= Source records =
..........

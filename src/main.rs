//! Piefall - Coming Soon
//!
//! Pies (and, in the extended variant, "COMING SOON" slabs) tumble down past
//! a fixed camera forever.

use std::error::Error;

use winit::{
    application::ApplicationHandler,
    event::{ElementState, WindowEvent},
    event_loop::{ActiveEventLoop, ControlFlow, EventLoop},
    keyboard::{KeyCode, PhysicalKey},
    window::WindowId,
};

use piefall::config::AppConfig;
use piefall::systems::{LogRenderer, RenderSystem, SimulationSystem, WindowSystem};
use piefall_core::IntervalPacer;

/// Frames between window title refreshes
const TITLE_INTERVAL: u64 = 60;

/// Main application state
struct App {
    config: AppConfig,
    simulation: SimulationSystem,
    window: Option<WindowSystem>,
    render: Option<RenderSystem>,
}

impl App {
    fn new(config: AppConfig) -> Self {
        let simulation = SimulationSystem::new(&config);
        Self {
            config,
            simulation,
            window: None,
            render: None,
        }
    }

    /// Stop the driver and leave the event loop
    fn shutdown(&mut self, event_loop: &ActiveEventLoop) {
        self.simulation.stop_handle().stop();
        log::info!(
            "Shutting down after {} frames",
            self.simulation.driver().frame_index()
        );
        event_loop.exit();
    }

    fn redraw(&mut self, event_loop: &ActiveEventLoop) {
        if self.simulation.stop_handle().is_stopped() {
            return;
        }
        let Some(render) = self.render.as_mut() else {
            return;
        };

        for (template, loaded) in self.simulation.receive_templates() {
            render.upload_template(template, &loaded.name, &loaded.mesh);
        }

        match self.simulation.tick(render) {
            Ok(report) => {
                if report.frame % TITLE_INTERVAL == 0 {
                    if let Some(window) = &self.window {
                        window.update_title(self.simulation.object_count(), self.simulation.fps());
                    }
                }
            }
            Err(e) if e.is_recoverable() => {
                log::warn!("Skipping frame: {}", e);
                render.reconfigure();
            }
            Err(e) => {
                log::error!("Render failed: {}", e);
                self.shutdown(event_loop);
                return;
            }
        }

        if let Some(window) = &self.window {
            window.request_redraw();
        }
    }
}

impl ApplicationHandler for App {
    fn resumed(&mut self, event_loop: &ActiveEventLoop) {
        if self.window.is_some() {
            return;
        }

        let window = match WindowSystem::create(event_loop, &self.config.window) {
            Ok(window) => window,
            Err(e) => {
                log::error!("{}", e);
                self.shutdown(event_loop);
                return;
            }
        };

        let render = match RenderSystem::new(
            window.window().clone(),
            self.config.rendering.clone(),
            &self.config.camera,
            self.config.window.vsync,
        ) {
            Ok(render) => render,
            Err(e) => {
                log::error!("Failed to initialize renderer: {}", e);
                self.shutdown(event_loop);
                return;
            }
        };

        window.request_redraw();
        self.window = Some(window);
        self.render = Some(render);
    }

    fn window_event(&mut self, event_loop: &ActiveEventLoop, _id: WindowId, event: WindowEvent) {
        match event {
            WindowEvent::CloseRequested => self.shutdown(event_loop),

            WindowEvent::Resized(physical_size) => {
                if let Some(render) = &mut self.render {
                    render.resize(physical_size.width, physical_size.height);
                }
            }

            WindowEvent::KeyboardInput { event, .. } => {
                if event.state != ElementState::Pressed {
                    return;
                }
                match event.physical_key {
                    PhysicalKey::Code(KeyCode::Escape) => self.shutdown(event_loop),
                    PhysicalKey::Code(KeyCode::KeyF) => {
                        if let Some(window) = &self.window {
                            window.toggle_fullscreen();
                        }
                    }
                    _ => {}
                }
            }

            WindowEvent::RedrawRequested => self.redraw(event_loop),

            _ => {}
        }
    }
}

/// Tick at a fixed rate without a window, logging each frame summary
fn run_headless(config: &AppConfig) {
    let mut simulation = SimulationSystem::new(config);
    let mut renderer = LogRenderer::new(config.debug.stats_interval);
    let mut pacer = IntervalPacer::from_hz(config.debug.headless_fps)
        .with_limit(config.debug.headless_frames);

    log::info!(
        "Running headless for {} frames at {} fps",
        config.debug.headless_frames,
        config.debug.headless_fps
    );

    match simulation.run(&mut pacer, &mut renderer) {
        Ok(_) => {}
        Err(never) => match never {},
    }

    log::info!(
        "Headless run finished after {} frames with {} objects",
        renderer.frames(),
        simulation.object_count()
    );
}

fn main() -> Result<(), Box<dyn Error>> {
    let config = AppConfig::load();

    let log_level = config
        .as_ref()
        .map(|c| c.debug.log_level.clone())
        .unwrap_or_else(|_| "info".to_string());
    env_logger::Builder::from_env(env_logger::Env::default().default_filter_or(log_level)).init();
    log::info!("Starting Piefall");

    let config = config.unwrap_or_else(|e| {
        log::warn!("Failed to load config: {}. Using defaults.", e);
        AppConfig::default()
    });

    if config.debug.headless {
        run_headless(&config);
        return Ok(());
    }

    let event_loop = EventLoop::new()?;
    event_loop.set_control_flow(ControlFlow::Poll);

    let mut app = App::new(config);
    event_loop.run_app(&mut app)?;
    Ok(())
}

..........

= What the task asks =
All lines in the listing above that contain "clone" should be shown.

= Answer to this problem =
            window.window().clone(),
            self.config.rendering.clone(),
        .map(|c| c.debug.log_level.clone())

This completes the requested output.